INSTRUCTIONS TO FOLLOW: Copy each line of the data below in which the word "ignored" can be found.

------ DATA TO USE

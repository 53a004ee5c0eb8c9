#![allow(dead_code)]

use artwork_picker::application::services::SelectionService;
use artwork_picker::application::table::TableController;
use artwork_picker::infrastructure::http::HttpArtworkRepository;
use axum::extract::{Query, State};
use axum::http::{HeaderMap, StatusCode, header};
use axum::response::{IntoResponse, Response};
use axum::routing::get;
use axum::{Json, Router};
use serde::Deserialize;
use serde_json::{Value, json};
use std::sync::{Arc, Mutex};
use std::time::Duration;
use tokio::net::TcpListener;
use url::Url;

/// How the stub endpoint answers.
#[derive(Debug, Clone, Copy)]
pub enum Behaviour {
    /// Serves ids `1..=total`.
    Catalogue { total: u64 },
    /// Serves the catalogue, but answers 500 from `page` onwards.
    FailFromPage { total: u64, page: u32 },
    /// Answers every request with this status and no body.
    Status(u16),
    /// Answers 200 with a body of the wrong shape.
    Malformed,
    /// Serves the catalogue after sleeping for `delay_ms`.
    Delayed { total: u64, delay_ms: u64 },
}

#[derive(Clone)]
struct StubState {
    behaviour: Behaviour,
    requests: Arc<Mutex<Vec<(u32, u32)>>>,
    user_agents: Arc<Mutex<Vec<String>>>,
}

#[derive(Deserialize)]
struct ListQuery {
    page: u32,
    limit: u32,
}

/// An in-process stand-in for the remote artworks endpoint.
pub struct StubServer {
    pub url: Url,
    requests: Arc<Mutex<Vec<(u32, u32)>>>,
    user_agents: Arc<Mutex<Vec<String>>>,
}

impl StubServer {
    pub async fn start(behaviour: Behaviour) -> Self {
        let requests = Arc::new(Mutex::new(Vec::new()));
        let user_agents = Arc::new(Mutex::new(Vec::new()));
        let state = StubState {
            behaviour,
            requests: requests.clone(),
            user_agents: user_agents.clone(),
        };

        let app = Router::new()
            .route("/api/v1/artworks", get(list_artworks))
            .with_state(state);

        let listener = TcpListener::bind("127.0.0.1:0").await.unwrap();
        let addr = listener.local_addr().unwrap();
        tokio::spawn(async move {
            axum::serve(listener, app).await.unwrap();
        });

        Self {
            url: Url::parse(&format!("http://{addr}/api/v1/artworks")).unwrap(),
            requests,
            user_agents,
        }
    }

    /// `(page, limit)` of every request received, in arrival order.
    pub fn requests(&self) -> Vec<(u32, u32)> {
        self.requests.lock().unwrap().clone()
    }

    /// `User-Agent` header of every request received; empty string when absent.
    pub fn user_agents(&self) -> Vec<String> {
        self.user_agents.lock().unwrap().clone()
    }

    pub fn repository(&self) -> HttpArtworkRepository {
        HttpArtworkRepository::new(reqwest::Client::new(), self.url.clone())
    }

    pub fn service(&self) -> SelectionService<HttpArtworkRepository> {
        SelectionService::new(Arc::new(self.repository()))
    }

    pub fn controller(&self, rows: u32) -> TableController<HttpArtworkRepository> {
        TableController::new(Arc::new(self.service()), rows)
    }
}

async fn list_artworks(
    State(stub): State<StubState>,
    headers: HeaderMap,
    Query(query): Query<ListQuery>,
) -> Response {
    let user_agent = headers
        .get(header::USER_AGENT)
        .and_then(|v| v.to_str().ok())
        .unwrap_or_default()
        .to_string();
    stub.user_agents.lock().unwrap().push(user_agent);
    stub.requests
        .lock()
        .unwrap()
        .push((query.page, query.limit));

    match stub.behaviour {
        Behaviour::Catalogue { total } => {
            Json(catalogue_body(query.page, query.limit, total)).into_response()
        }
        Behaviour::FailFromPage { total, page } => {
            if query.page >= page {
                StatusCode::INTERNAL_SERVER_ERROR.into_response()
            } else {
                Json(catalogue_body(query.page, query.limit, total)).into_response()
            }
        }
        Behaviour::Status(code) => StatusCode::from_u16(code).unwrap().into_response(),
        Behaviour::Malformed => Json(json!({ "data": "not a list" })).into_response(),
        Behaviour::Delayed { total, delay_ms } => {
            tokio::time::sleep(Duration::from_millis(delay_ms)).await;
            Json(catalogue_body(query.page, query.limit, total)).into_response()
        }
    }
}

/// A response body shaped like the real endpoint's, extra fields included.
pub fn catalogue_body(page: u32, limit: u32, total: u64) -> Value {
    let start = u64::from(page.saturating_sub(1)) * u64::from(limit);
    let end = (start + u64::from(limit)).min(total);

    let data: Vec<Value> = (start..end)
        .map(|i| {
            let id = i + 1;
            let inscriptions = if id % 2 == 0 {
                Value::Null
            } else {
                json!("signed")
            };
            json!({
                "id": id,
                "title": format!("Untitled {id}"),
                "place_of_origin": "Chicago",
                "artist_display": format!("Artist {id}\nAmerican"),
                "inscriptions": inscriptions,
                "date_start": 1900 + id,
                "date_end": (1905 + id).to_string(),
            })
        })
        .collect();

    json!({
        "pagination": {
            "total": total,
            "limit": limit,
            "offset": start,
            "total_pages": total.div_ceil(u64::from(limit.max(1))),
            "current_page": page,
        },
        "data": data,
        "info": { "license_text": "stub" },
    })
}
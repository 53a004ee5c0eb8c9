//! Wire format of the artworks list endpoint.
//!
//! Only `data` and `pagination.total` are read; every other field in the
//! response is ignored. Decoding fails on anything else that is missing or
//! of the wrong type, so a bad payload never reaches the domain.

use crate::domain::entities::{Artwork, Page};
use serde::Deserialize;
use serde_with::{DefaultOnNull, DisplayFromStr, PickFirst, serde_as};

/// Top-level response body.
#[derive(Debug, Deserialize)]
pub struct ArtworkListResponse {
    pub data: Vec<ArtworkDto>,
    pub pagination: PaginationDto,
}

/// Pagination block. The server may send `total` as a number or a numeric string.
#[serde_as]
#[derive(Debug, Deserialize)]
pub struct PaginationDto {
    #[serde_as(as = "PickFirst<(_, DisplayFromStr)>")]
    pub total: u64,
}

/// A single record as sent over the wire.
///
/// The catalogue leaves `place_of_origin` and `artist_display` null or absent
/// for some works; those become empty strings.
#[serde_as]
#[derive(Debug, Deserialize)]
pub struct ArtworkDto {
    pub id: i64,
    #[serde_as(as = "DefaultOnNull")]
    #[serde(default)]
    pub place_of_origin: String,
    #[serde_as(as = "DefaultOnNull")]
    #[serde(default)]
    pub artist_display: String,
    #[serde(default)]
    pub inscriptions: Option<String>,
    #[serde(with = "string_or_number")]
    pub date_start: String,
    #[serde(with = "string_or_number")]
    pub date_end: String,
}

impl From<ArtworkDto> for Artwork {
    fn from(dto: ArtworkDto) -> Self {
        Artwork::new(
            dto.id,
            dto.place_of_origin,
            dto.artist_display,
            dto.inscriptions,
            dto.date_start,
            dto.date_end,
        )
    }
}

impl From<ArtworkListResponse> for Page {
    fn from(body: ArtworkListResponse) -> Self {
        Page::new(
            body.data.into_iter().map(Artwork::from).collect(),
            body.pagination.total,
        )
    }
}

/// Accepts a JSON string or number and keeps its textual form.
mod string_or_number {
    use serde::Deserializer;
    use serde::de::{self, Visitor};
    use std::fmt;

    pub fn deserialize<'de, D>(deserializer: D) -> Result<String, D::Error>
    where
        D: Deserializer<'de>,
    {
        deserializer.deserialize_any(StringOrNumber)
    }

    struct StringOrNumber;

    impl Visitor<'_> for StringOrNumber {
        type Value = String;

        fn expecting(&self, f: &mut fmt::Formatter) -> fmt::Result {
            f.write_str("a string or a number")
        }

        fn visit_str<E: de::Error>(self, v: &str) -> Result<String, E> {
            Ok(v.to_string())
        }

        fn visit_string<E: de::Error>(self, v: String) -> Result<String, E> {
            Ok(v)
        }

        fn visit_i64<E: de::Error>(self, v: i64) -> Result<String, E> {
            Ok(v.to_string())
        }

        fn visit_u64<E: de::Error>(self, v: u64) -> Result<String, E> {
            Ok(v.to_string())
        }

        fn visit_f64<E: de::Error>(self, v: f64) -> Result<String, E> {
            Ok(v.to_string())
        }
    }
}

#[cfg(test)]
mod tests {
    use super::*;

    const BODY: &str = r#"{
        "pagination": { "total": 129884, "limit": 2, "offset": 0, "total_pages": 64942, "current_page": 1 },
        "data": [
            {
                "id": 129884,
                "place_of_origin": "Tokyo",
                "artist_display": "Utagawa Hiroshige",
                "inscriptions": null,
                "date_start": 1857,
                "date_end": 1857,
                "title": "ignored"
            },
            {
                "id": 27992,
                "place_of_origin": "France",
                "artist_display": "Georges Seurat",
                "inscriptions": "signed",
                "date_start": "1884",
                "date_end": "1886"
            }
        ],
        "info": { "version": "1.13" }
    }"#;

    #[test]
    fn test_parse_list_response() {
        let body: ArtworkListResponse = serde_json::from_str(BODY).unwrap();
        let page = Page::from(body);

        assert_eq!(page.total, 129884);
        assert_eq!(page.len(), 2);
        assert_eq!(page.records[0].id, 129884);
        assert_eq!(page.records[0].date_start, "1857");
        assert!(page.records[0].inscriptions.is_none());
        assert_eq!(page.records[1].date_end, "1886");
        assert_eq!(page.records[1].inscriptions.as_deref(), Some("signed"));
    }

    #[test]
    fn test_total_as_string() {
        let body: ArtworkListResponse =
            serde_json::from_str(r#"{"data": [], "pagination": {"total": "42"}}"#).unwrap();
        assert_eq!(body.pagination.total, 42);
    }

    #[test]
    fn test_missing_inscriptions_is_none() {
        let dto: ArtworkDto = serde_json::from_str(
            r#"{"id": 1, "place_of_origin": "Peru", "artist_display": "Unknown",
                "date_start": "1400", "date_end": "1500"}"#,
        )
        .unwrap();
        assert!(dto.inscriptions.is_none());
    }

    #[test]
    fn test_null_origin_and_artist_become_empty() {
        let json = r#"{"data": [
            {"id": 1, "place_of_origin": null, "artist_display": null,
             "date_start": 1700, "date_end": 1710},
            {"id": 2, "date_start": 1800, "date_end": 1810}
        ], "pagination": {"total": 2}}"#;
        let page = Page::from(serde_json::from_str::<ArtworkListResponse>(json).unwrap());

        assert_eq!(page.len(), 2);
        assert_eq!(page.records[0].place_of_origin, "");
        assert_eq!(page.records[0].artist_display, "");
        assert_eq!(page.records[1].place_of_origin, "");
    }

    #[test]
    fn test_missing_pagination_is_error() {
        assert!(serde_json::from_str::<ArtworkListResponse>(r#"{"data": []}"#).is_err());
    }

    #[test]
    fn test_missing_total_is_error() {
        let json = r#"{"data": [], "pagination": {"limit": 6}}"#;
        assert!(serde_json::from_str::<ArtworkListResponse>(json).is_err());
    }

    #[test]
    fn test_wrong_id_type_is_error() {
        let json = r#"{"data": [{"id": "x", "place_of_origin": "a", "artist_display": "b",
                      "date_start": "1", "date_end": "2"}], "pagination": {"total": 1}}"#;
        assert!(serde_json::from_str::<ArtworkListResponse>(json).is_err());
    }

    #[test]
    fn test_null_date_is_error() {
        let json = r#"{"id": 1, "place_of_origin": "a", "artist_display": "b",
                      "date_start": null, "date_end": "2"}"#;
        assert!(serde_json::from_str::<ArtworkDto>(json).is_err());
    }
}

------------

FINAL ANSWER:
//! response is ignored. Decoding fails on anything else that is missing or
                "title": "ignored"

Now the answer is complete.